Kelebihannya nyata: transparansi, legitimasi, dan daya pengaruh terhadap opini publik. Namun, di sisi lain, keterbukaan ini rentan menjadi ajang retorika. Debat bisa terperangkap dalam pencitraan, diwarnai tepuk tangan, bukan ketajaman data.

John Stuart Mill, filsuf utilitarian, pernah berkata, “Nilai seseorang sebanding dengan objek yang ia kejar.” Maka nilai sebuah dialog publik diukur bukan dari sorot lampu panggung, tetapi dari seberapa sungguh ia memperluas pemahaman.

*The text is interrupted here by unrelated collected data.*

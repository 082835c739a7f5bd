pub mod atomic_write;
pub mod canonicalization;
pub mod error;
pub mod exit_codes;
pub mod imaging;
pub mod logging;
pub mod paths;
pub mod redaction;
pub mod types;

#[cfg(any(test, feature = "test-utils"))]
pub mod test_support;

Guy Debord bahkan mengingatkan lewat konsep Society of the Spectacle—bahwa masyarakat modern kerap terjebak pada representasi dan citra, bukan pengalaman langsung.

Diskusi Tertutup: Laboratorium Pikiran

Berbeda dari hiruk pikuk forum publik, diskusi tertutup adalah ruang eksklusif bagi ide-ide mentah. Tidak ada kamera, tidak ada siaran langsung—hanya meja bundar, catatan, dan percakapan jujur. Pesertanya terbatas: pakar, pembuat kebijakan, dan pemangku kepentingan terkait.

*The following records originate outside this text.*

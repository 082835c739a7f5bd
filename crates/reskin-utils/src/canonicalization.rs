//! Canonical JSON emission and content fingerprints for persisted artifacts.
//!
//! Reports are emitted in JCS (RFC 8785) form so re-runs over the same state produce
//! byte-identical documents.

use anyhow::{Context, Result};
use serde::Serialize;

/// Emit a value as JCS canonical JSON.
///
/// # Example
///
/// ```rust
/// use reskin_utils::canonicalization::emit_jcs;
///
/// #[derive(serde::Serialize)]
/// struct Summary { total: u32, failed: u32 }
///
/// let json = emit_jcs(&Summary { total: 3, failed: 1 }).unwrap();
/// assert_eq!(json, r#"{"failed":1,"total":3}"#);
/// ```
pub fn emit_jcs<T: Serialize>(value: &T) -> Result<String> {
    let json_value =
        serde_json::to_value(value).with_context(|| "Failed to serialize value to JSON")?;
    let json_bytes = serde_json_canonicalizer::to_vec(&json_value)
        .with_context(|| "Failed to canonicalize JSON using JCS")?;
    String::from_utf8(json_bytes).with_context(|| "JCS output contained invalid UTF-8")
}

/// BLAKE3 fingerprint of raw bytes, hex encoded.
#[must_use]
pub fn fingerprint(bytes: &[u8]) -> String {
    blake3::hash(bytes).to_hex().to_string()
}

/// Short fingerprint (first 16 hex chars) used for prompt identifiers in reports.
#[must_use]
pub fn short_fingerprint(text: &str) -> String {
    let full = fingerprint(text.as_bytes());
    full[..16].to_string()
}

Di ruang inilah GREAT Institute menguji skenario, membedah data sensitif, dan merumuskan strategi yang belum siap disajikan ke khalayak. Manfaatnya jelas—diskusi menjadi bebas, tajam, dan berani. Konsekuensinya: publik mungkin hanya melihat hasil akhir, bukan prosesnya.

Henry Kissinger mengingatkan, “Tidak ada kebijakan luar negeri yang memiliki peluang berhasil jika lahir di pikiran segelintir orang dan tidak ada yang menjalankannya di hati siapa pun.” Maka, diskusi tertutup yang tak pernah menjembatani publik berisiko menjadi artefak kebijakan yang dingin dan tak berdaya.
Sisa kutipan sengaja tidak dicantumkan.